A Modern Day Mystique

By Kim-Vi Sweetman

Elm Staff Writer

Two more years and it will have been fifty years since Betty Friedan’s “The Feminine Mystique” was published, a book credited with starting the second wave of feminism in the United States. Happy 48th anniversary in the meantime. “The Feminine Mystique”, wherein Friedan uncovers and discusses the unfulfilling life of American housewives in the 1950s and 1960s, exploded into the market. The so-called “feminine mystique,” a term referring to women’s apparent fulfillment in being housewives, left many women in the 1950s and 1960s unsatisfied. Let’s take a look at how Friedan discovered the repercussions of the “feminine mystique.”

For context, “The Feminine Mystique” was first based off a survey done by Friedan where she asked her Smith College peers about their lives. Smith College, for anyone who doesn’t know, was and still is a women-only college in Massachusetts. (While Washington College is not a women’-only college, I believe we do have a fair amount of strong and opinionated young women here.) Friedan had intended to merely publish an article, not a whole book, on the “feminine mystique,” but no magazine would publish her on account that her article contradicted traditional thought.

Friedan found that the idea of women as the mother, the housewife, etc, was a rather empty role for the majority of women surveyed. Clearly, the Freudian idea that women cannot and should not ever amount to more than a womb and a pair of smiling lips is outdated. Some of the women surveyed even admitted to resorting to sex, having affairs, and living through their own children to try and find fulfillment for themselves. Friedan encouraged women to start seeking fulfillment by pursuing careers, continuing education, and ignoring the idea that women who have such ambitions are “neurotic.” Well, what about today?

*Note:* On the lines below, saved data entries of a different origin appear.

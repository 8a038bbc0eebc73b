use std::collections::BTreeMap;
use std::path::Path;

use anyhow::{Context, Result};
use serde::Deserialize;
use serde_json::Value;
use txserde_core::TransactionKey;
use txserde_formats::LayoutOptions;

/// Settings read from `--config`. Option tables stay untyped so they can be
/// layered with `merge_options` between the defaults and command-line flags.
#[derive(Debug, Default, Deserialize)]
#[serde(default)]
pub struct Config {
    pub csv: Value,
    pub qif: Value,
    pub inspect: Value,
    pub guess: Value,
    /// Transaction field to source column.
    pub mapping: BTreeMap<String, String>,
    pub formats: LayoutOptions,
}

impl Config {
    pub fn from_toml(toml_content: &str) -> Result<Self> {
        toml::from_str(toml_content).context("Failed to parse config TOML")
    }

    /// No path means every setting keeps its default.
    pub fn load(path: Option<&Path>) -> Result<Self> {
        let Some(path) = path else {
            return Ok(Config::default());
        };
        let content = std::fs::read_to_string(path)
            .with_context(|| format!("Failed to read config: {}", path.display()))?;
        let config = Self::from_toml(&content)
            .with_context(|| format!("Invalid config: {}", path.display()))?;
        tracing::debug!(path = %path.display(), "Loaded config");
        Ok(config)
    }

    pub fn column_overrides(&self) -> Result<Vec<(TransactionKey, String)>> {
        self.mapping
            .iter()
            .map(|(key, column)| {
                let key: TransactionKey = key.parse().map_err(|e: String| anyhow::anyhow!(e))?;
                Ok((key, column.clone()))
            })
            .collect()
    }
}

We are starting to see and hear more about ambitious women now. Just look at the movies! Mulan and Belle of the “older” Disney generation are perfectly brave and ambitious young women who also show “feminine” traits. Look at one of the newest Disney princesses: Tiana, a hardworking girl with little who rises all the way to the top of her dream. We hear – although not always good news – about women in/running for office, from positions of mayors to presidents. Look at any occupation, and you’ll find women just as ambitious – if not more so – than their male counterparts.

So how do we define “feminine” today? Is it by the girl you see walking to Smith with a flowery, gauzy summer dress? Is it the girl with the so-short-as-to-be-scandalous skirt? Or, do we start to modernize the term, as Friedan modernized the idea of a woman in 1963? Consider the soldier woman: both a fighter and a mother. What about the doctor, who cares for her patients and family? Perhaps it lies in a combination of all of the above: ambition, compassion, outspokenness, silence, and more.

Society has come a long way. Of course, there will always be imperfections. In Asian cultures, for example, parents who were underprivileged in their childhood will push their own children to achieve everything. In a sense, they live through their own child as women in the 1950’s and 60’s did. We still have a ways to go. We always will. We’re only human after all.